Patients with cystic fibrosis (CF) do not respond with increased urinary HCO₃^– excretion after stimulation with secretin and often present with metabolic alkalosis.

Methods

By combining RT-PCR, immunohistochemistry, isolated tubule perfusion, in vitro cell studies, and in vivo studies in different mouse models, we elucidated the mechanism of secretin-induced urinary HCO₃^– excretion. For CF patients and CF mice, we developed a HCO₃^- drinking test to assess the role of the cystic fibrosis transmembrane conductance regulator (CFTR) in urinary HCO₃^-excretion and applied it in the patients before and after treatment with the novel CFTR modulator drug, lumacaftor-ivacaftor.

Results

β-Intercalated cells express basolateral secretin receptors and apical CFTR and pendrin. In vivo application of secretin induced a marked urinary alkalization, an effect absent in mice lacking pendrin or CFTR. In perfused cortical collecting ducts, secretin stimulated pendrin-dependent Cl^–/HCO₃^– exchange. In collecting ducts in CFTR knockout mice, baseline pendrin activity was significantly lower and not responsive to secretin. Notably, patients with CF (F508del/F508del) and CF mice showed a greatly attenuated or absent urinary HCO₃^–-excreting ability.

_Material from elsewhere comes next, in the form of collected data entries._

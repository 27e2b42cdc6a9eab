//! Transaction record builder
//!
//! This module provides a builder pattern for constructing delivery transaction
//! records. Callers set one field at a time and `build()` validates the result,
//! so a half-entered form never turns into a record with missing or negative
//! amounts.

use chrono::{DateTime, Utc};
use thiserror::Error;

use super::{PaymentStatus, TransactionRecord, generate_transaction_id};

#[derive(Error, Debug)]
pub enum RecordError {
    #[error("Missing required field: {0}")]
    MissingField(&'static str),

    #[error("Field {0} must be non-negative, got {1}")]
    NegativeAmount(&'static str, f64),
}

/// Builder for constructing `TransactionRecord` values field by field
#[derive(Debug, Default, Clone)]
pub struct TransactionRecordBuilder {
    transaction_id: Option<String>,
    date: Option<DateTime<Utc>>,
    vehicle_no: Option<String>,
    customer_name: Option<String>,
    shipping_address: Option<String>,
    material: Option<String>,
    quantity: Option<f64>,
    payment_status: Option<PaymentStatus>,
    payment_received: Option<f64>,
    total_amount: Option<f64>,
    driver_name: Option<String>,
    notes: Option<String>,
}

impl TransactionRecordBuilder {
    /// Creates a new, empty builder
    pub fn new() -> Self {
        Self::default()
    }

    /// Sets an explicit transaction id; a fresh one is generated otherwise
    pub fn with_transaction_id(mut self, id: impl Into<String>) -> Self {
        self.transaction_id = Some(id.into());
        self
    }

    /// Sets the delivery date; defaults to now
    pub fn with_date(mut self, date: DateTime<Utc>) -> Self {
        self.date = Some(date);
        self
    }

    pub fn with_vehicle_no(mut self, vehicle_no: impl Into<String>) -> Self {
        self.vehicle_no = Some(vehicle_no.into());
        self
    }

    pub fn with_customer_name(mut self, customer_name: impl Into<String>) -> Self {
        self.customer_name = Some(customer_name.into());
        self
    }

    pub fn with_shipping_address(mut self, shipping_address: impl Into<String>) -> Self {
        self.shipping_address = Some(shipping_address.into());
        self
    }

    pub fn with_material(mut self, material: impl Into<String>) -> Self {
        self.material = Some(material.into());
        self
    }

    pub fn with_quantity(mut self, quantity: f64) -> Self {
        self.quantity = Some(quantity);
        self
    }

    /// Sets the payment status; defaults to `Unpaid`
    pub fn with_payment_status(mut self, status: PaymentStatus) -> Self {
        self.payment_status = Some(status);
        self
    }

    /// Sets the amount received so far; defaults to 0
    pub fn with_payment_received(mut self, amount: f64) -> Self {
        self.payment_received = Some(amount);
        self
    }

    pub fn with_total_amount(mut self, amount: f64) -> Self {
        self.total_amount = Some(amount);
        self
    }

    pub fn with_driver_name(mut self, driver_name: impl Into<String>) -> Self {
        self.driver_name = Some(driver_name.into());
        self
    }

    pub fn with_notes(mut self, notes: impl Into<String>) -> Self {
        self.notes = Some(notes.into());
        self
    }

    /// Builds the final record.
    ///
    /// Requires vehicle number, customer name, shipping address, quantity,
    /// total amount and driver name; the numeric fields must be non-negative.
    /// `payment_received` exceeding `total_amount` is not rejected here.
    pub fn build(self) -> Result<TransactionRecord, RecordError> {
        let vehicle_no = self
            .vehicle_no
            .filter(|v| !v.is_empty())
            .ok_or(RecordError::MissingField("vehicleNo"))?;
        let customer_name = self
            .customer_name
            .filter(|v| !v.is_empty())
            .ok_or(RecordError::MissingField("customerName"))?;
        let shipping_address = self
            .shipping_address
            .filter(|v| !v.is_empty())
            .ok_or(RecordError::MissingField("shippingAddress"))?;
        let quantity = self.quantity.ok_or(RecordError::MissingField("quantity"))?;
        let total_amount = self
            .total_amount
            .ok_or(RecordError::MissingField("totalAmount"))?;
        let driver_name = self
            .driver_name
            .filter(|v| !v.is_empty())
            .ok_or(RecordError::MissingField("driverName"))?;
        let payment_received = self.payment_received.unwrap_or(0.0);

        for (name, value) in [
            ("quantity", quantity),
            ("totalAmount", total_amount),
            ("paymentReceived", payment_received),
        ] {
            if value < 0.0 {
                return Err(RecordError::NegativeAmount(name, value));
            }
        }

        Ok(TransactionRecord {
            transaction_id: self.transaction_id.unwrap_or_else(generate_transaction_id),
            date: self.date.unwrap_or_else(Utc::now),
            vehicle_no,
            customer_name,
            shipping_address,
            material: self.material.unwrap_or_default(),
            quantity,
            payment_status: self.payment_status.unwrap_or_default(),
            payment_received,
            total_amount,
            driver_name,
            notes: self.notes,
        })
    }
}

#[cfg(test)]
mod tests {
    use super::*;

    fn filled_builder() -> TransactionRecordBuilder {
        TransactionRecordBuilder::new()
            .with_vehicle_no("BA-1-2345")
            .with_customer_name("Ram Traders")
            .with_shipping_address("Kathmandu")
            .with_material("Sand")
            .with_quantity(10.0)
            .with_total_amount(15000.0)
            .with_driver_name("Hari")
    }

    #[test]
    fn builds_record_with_defaults() {
        let record = filled_builder().build().expect("Failed to build record");
        assert!(record.transaction_id.starts_with("TXN"));
        assert_eq!(record.payment_status, PaymentStatus::Unpaid);
        assert_eq!(record.payment_received, 0.0);
        assert_eq!(record.notes, None);
    }

    #[test]
    fn rejects_missing_required_field() {
        let result = TransactionRecordBuilder::new()
            .with_vehicle_no("BA-1-2345")
            .with_quantity(10.0)
            .build();
        assert!(matches!(result, Err(RecordError::MissingField("customerName"))));
    }

    #[test]
    fn rejects_blank_required_field() {
        let result = filled_builder().with_driver_name("").build();
        assert!(matches!(result, Err(RecordError::MissingField("driverName"))));
    }

    #[test]
    fn rejects_negative_amounts() {
        let result = filled_builder().with_payment_received(-5.0).build();
        assert!(matches!(
            result,
            Err(RecordError::NegativeAmount("paymentReceived", _))
        ));
    }

    #[test]
    fn keeps_explicit_id_and_status() {
        let record = filled_builder()
            .with_transaction_id("TXN000001")
            .with_payment_status(PaymentStatus::PartiallyPaid)
            .with_payment_received(5000.0)
            .build()
            .unwrap();
        assert_eq!(record.transaction_id, "TXN000001");
        assert_eq!(record.payment_status, PaymentStatus::PartiallyPaid);
        assert_eq!(record.payment_received, 5000.0);
    }
}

In patients, treatment with the CFTR modulator drug lumacaftor-ivacaftor increased the renal ability to excrete HCO₃^–.

Conclusions

These results define the mechanism of secretin-induced urinary HCO₃^– excretion, explain metabolic alkalosis in patients with CF, and suggest feasibility of an in vivo human CF urine test to validate drug efficacy.